= Task statement =
Would you copy out, exactly as written, each line from the one containing "u64, report: &MutationReport)" to the end of the records below?
══════════════════════════════
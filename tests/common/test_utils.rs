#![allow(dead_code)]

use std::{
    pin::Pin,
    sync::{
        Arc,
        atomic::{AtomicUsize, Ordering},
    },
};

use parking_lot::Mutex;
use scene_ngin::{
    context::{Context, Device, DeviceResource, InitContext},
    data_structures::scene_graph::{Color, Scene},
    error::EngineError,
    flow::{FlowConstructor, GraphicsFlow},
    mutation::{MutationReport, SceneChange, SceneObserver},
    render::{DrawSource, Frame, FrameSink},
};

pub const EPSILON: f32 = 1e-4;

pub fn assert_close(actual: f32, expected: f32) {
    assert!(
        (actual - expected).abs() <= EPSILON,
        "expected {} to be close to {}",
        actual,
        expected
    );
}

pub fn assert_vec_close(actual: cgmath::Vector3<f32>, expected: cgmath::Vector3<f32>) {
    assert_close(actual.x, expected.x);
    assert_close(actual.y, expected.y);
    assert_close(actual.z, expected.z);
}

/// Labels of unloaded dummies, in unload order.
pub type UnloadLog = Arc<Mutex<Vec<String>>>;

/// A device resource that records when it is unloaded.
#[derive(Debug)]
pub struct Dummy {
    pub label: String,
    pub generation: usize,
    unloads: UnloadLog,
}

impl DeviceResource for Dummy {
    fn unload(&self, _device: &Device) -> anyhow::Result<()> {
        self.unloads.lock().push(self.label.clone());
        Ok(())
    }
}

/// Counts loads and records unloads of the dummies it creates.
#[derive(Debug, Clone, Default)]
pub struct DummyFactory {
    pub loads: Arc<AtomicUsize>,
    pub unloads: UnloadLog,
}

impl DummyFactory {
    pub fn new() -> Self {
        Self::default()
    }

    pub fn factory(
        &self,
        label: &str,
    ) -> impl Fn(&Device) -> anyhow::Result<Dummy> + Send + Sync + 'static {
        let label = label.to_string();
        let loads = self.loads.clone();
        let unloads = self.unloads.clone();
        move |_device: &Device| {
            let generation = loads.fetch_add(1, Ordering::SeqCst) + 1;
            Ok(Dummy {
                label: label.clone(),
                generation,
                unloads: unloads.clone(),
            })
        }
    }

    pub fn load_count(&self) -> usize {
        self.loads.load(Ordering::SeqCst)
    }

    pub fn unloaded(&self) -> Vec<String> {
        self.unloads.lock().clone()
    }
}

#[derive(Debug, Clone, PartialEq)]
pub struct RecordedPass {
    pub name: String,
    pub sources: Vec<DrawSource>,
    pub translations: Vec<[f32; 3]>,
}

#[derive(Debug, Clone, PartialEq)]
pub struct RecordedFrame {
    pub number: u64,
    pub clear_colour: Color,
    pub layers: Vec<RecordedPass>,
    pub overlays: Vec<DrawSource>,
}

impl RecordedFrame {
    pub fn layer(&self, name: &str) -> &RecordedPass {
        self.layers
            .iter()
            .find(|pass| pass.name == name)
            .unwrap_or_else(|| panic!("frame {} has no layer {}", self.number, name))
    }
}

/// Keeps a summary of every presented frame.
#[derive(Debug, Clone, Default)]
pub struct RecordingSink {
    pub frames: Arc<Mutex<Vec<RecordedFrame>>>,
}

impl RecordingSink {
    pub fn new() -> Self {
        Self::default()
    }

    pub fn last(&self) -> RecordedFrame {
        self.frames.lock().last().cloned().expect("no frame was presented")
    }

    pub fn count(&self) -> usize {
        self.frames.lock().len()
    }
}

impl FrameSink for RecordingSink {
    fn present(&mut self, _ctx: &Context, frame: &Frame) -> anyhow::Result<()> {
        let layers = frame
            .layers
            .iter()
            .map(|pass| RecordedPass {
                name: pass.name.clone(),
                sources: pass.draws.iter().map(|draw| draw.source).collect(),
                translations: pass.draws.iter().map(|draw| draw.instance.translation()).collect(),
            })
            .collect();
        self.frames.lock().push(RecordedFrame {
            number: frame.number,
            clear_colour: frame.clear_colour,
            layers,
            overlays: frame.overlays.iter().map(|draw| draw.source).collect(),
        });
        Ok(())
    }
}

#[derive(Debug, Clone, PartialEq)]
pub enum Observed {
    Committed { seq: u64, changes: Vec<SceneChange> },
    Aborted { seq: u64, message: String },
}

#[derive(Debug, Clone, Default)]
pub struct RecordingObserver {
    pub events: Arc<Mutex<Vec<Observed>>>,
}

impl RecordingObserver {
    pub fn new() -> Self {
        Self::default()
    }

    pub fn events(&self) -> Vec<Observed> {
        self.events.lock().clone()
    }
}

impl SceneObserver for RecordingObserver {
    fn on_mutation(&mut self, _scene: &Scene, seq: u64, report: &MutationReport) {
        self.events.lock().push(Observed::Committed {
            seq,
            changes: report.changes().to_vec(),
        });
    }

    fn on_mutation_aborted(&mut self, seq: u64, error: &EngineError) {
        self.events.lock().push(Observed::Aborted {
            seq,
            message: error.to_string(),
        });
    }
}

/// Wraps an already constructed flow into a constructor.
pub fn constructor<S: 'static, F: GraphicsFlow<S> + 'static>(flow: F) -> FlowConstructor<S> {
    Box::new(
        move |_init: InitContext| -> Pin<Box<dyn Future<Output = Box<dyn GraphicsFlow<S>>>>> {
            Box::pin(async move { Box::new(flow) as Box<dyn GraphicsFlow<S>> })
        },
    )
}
══════════════════════════════
= Answer below =
    fn on_mutation(&mut self, _scene: &Scene, seq: u64, report: &MutationReport) {
        self.events.lock().push(Observed::Committed {
            seq,
            changes: report.changes().to_vec(),
        });
    }

    fn on_mutation_aborted(&mut self, seq: u64, error: &EngineError) {
        self.events.lock().push(Observed::Aborted {
            seq,
            message: error.to_string(),
        });
    }
}

/// Wraps an already constructed flow into a constructor.
pub fn constructor<S: 'static, F: GraphicsFlow<S> + 'static>(flow: F) -> FlowConstructor<S> {
    Box::new(
        move |_init: InitContext| -> Pin<Box<dyn Future<Output = Box<dyn GraphicsFlow<S>>>>> {
            Box::pin(async move { Box::new(flow) as Box<dyn GraphicsFlow<S>> })
        },
    )
}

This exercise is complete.